We stopped to pop the cans, took a sip…and were underwhelmed. The acidity I’d expect from a balanced cold brew drink was acrid and tasted more like the malt used to brew beer, and the flavor cut out quickly. Without balance, the drink tasted a bit flat.
But here’s the thing: Canned cold brew, among other cold RTD coffee beverages, has seen massive growth in the last few years. The global RTD tea and coffee market generated $86,821.90 million in 2021, nearly four times its 2019 valuation of $22.44 billion.
But as I looked down at this disappointing drink, I wondered: “Does anyone even like canned cold brew?” Digging deeper into the explosive growth of RTD coffee drinks, I decided to explore why, from convenience to accessibility to sheer marketing prowess, RTD coffee has grown in popularity—and who is stepping beyond the hype to debut new and innovative canned coffee drinks.
The Consumer Buzz on RTD
My experience with the Madison Square freebie isn’t the only reason I remain skeptical of RTD coffees: I’ve never met a coffee RTD I really loved. But my attraction to new things—novelties and colorful can art—means I make hopeful attempts at trying new canned coffee drinks at regular intervals.
Though the reasons people share for buying RTDs vary, they center around a desire for expediency, novelty, and consistency. “If you’re too tired or lazy in the morning or afternoon, it’s very convenient,” says Kareen Jarrett, a project manager and occasional consumer of RTD beverages. “I am able to have a coffee without having to do the process of preparing one.”
“I enjoy the ability to try different brands on a whim,” says Karen Koehler, a senior marketing manager. But Koehler also points out that RTD beverages are predictable—canned beverages don’t fluctuate in flavor, unlike handmade drinks, which could taste slightly different from one shop to the next. “What appeals to me is knowing that I’m going to have the same experience, regardless of when or where I purchase.”

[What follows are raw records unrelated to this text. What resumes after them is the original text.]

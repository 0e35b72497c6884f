//! Per-frame camera description handed to effects by the host pipeline.

/// Stable identity of one camera instance. Pyramids are cached per id.
#[derive(Clone, Copy, Debug, PartialEq, Eq, Hash, PartialOrd, Ord)]
pub struct CameraId(pub u64);

/// What an effect needs to know about the camera it is rendering for.
#[derive(Clone, Copy, Debug, PartialEq, Eq)]
pub struct CameraView {
    pub id: CameraId,
    /// Actual render width in pixels.
    pub width: u32,
    /// Actual render height in pixels.
    pub height: u32,
    /// True while the host is playing, false for static previews. Temporal
    /// feedback only runs in interactive contexts.
    pub interactive: bool,
}

impl CameraView {
    pub fn new(id: u64, width: u32, height: u32) -> Self {
        Self {
            id: CameraId(id),
            width,
            height,
            interactive: true,
        }
    }

    /// Same camera, flagged as a static preview.
    pub fn preview(mut self) -> Self {
        self.interactive = false;
        self
    }
}
impl PostProcessEffect for AnamorphicEffect {
    fn name(&self) -> &'static str {
        "anamorphic"
    }

    fn is_active(&self) -> bool {
        self.program.is_some() && self.params.intensity != 0.0
    }

    fn setup(&mut self, programs: &mut dyn ProgramLibrary) {
        if let Some(previous) = self.program.take() {
            programs.release(previous);
        }
        self.program = load_program(programs, self.name(), ANAMORPHIC_PROGRAM);
        self.pyramids.get_or_insert_with(PyramidCache::new);
    }

    fn render(
        &mut self,
        allocator: &mut dyn TargetAllocator,
        sink: &mut dyn PassSink,
        camera: &CameraView,
        source: TextureRef,
        destination: TextureRef,
    ) {
        let (Some(program), Some(pyramids)) = (self.program, self.pyramids.as_mut()) else {
            log::warn!("anamorphic: render called without a loaded program");
            return;
        };
        let params = &self.params;
        let shape = AnamorphicShape::new(params.direction, self.format);
        let pyramid = pyramids.get(allocator, camera, shape);

        let (Some(base), Some(fade_in), Some(fade_out)) =
            (pyramid.down(0), pyramid.fade_in(), pyramid.fade_out())
        else {
            log::error!("anamorphic: pyramid for camera {:?} has no targets", camera.id);
            return;
        };

        let shared = Bindings::new()
            .texture(TextureSlot::SourceTexture, source)
            .float(ParamName::Intensity, params.intensity)
            .float(ParamName::Threshold, params.threshold)
            .float(ParamName::Stretch, params.stretch)
            .float(ParamName::Angle, pyramid.angle())
            .vector(ParamName::AngleTextureScale, pyramid.texture_scale())
            .color(ParamName::Color, params.tint)
            .float(ParamName::Fade, params.fade);
        let mut passes = PassList::new(program, shared);

        let temporal = params.fade > 0.0 && camera.interactive;

        match pyramid.fade_state() {
            FadeState::Fresh => {
                passes.draw(AnamorphicPass::FillBlack, fade_in, Bindings::new());
                pyramid.mark_initialized();
            }
            FadeState::Initialized if temporal => {
                passes.draw(
                    AnamorphicPass::Copy,
                    fade_in,
                    Bindings::new().texture(TextureSlot::InputTexture, fade_out),
                );
            }
            FadeState::Initialized => {}
        }

        // source -> prefilter -> down[0]
        passes.draw(AnamorphicPass::Prefilter, base, Bindings::new());

        // down[level - 1] -> downsample -> down[level], until the chain ends
        let mut last = base;
        let mut top = 0;
        for level in 1..MAX_MIP_LEVEL {
            let Some(down) = pyramid.down(level) else {
                break;
            };
            passes.draw(
                AnamorphicPass::Downsample,
                down,
                Bindings::new().texture(TextureSlot::InputTexture, last),
            );
            last = down;
            top = level;
        }

        // (last, down[level]) -> upsample -> up[level], walking back to level 1
        for level in (1..top).rev() {
            let (Some(down), Some(up)) = (pyramid.down(level), pyramid.up(level)) else {
                continue;
            };
            passes.draw(
                AnamorphicPass::Upsample,
                up,
                Bindings::new()
                    .texture(TextureSlot::InputTexture, last)
                    .texture(TextureSlot::OtherTexture, down),
            );
            last = up;
        }

        if temporal {
            passes.draw(
                AnamorphicPass::Fade,
                fade_out,
                Bindings::new()
                    .texture(TextureSlot::InputTexture, last)
                    .texture(TextureSlot::OtherTexture, fade_in),
            );
            last = fade_out;
        }

        // (source, last) -> composition -> destination
        passes.draw(
            AnamorphicPass::Composition,
            destination,
            Bindings::new().texture(TextureSlot::InputTexture, last),
        );

        sink.submit(passes);
    }

    fn cleanup(&mut self, programs: &mut dyn ProgramLibrary, allocator: &mut dyn TargetAllocator) {
        if let Some(program) = self.program.take() {
            programs.release(program);
        }
        if let Some(mut pyramids) = self.pyramids.take() {
            pyramids.release_all(allocator);
        }
        log::info!("anamorphic: cleaned up");
    }
}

Leah Shearer, a senior account director, mostly drank RTDs as a teenager. “I only drink cream versions now,” she says. “Black versions are too bitter for my taste.”
No matter your persuasion, brands are capitalizing on an apparent market demand: “Premium, organic, ready-to-drink coffee is growing at a rate nearly 39% faster than packaged coffee,” Lavazza US CEO Davide Riboni said in a press release. “This is due in part to younger, American coffee drinkers’ preference for cold and iced coffees, which makes this market one of the most dynamic.”
D.C.-based research firm Vantage Market Research theorizes that the busy, fast-paced lifestyles of consumers globally contribute to the rapid growth of RTD beverages. Consumers are used to grabbing other canned items like carbonated sodas and energy drinks; it just so happens that RTD coffee is now the new source of “instantaneous energy,” according to Vantage’s reporting.
Sahra Nguyen is the founder of Nguyen Coffee Supply in New York City and just launched a 100% Vietnamese robusta Classic Black Cold Brew in August 2022. “The grab-and-go RTD speaks to convenience,” she says. “I hope [ours] reaches a larger audience who may not have the luxury, time, or leisure to go to work holding a [hot] coffee.”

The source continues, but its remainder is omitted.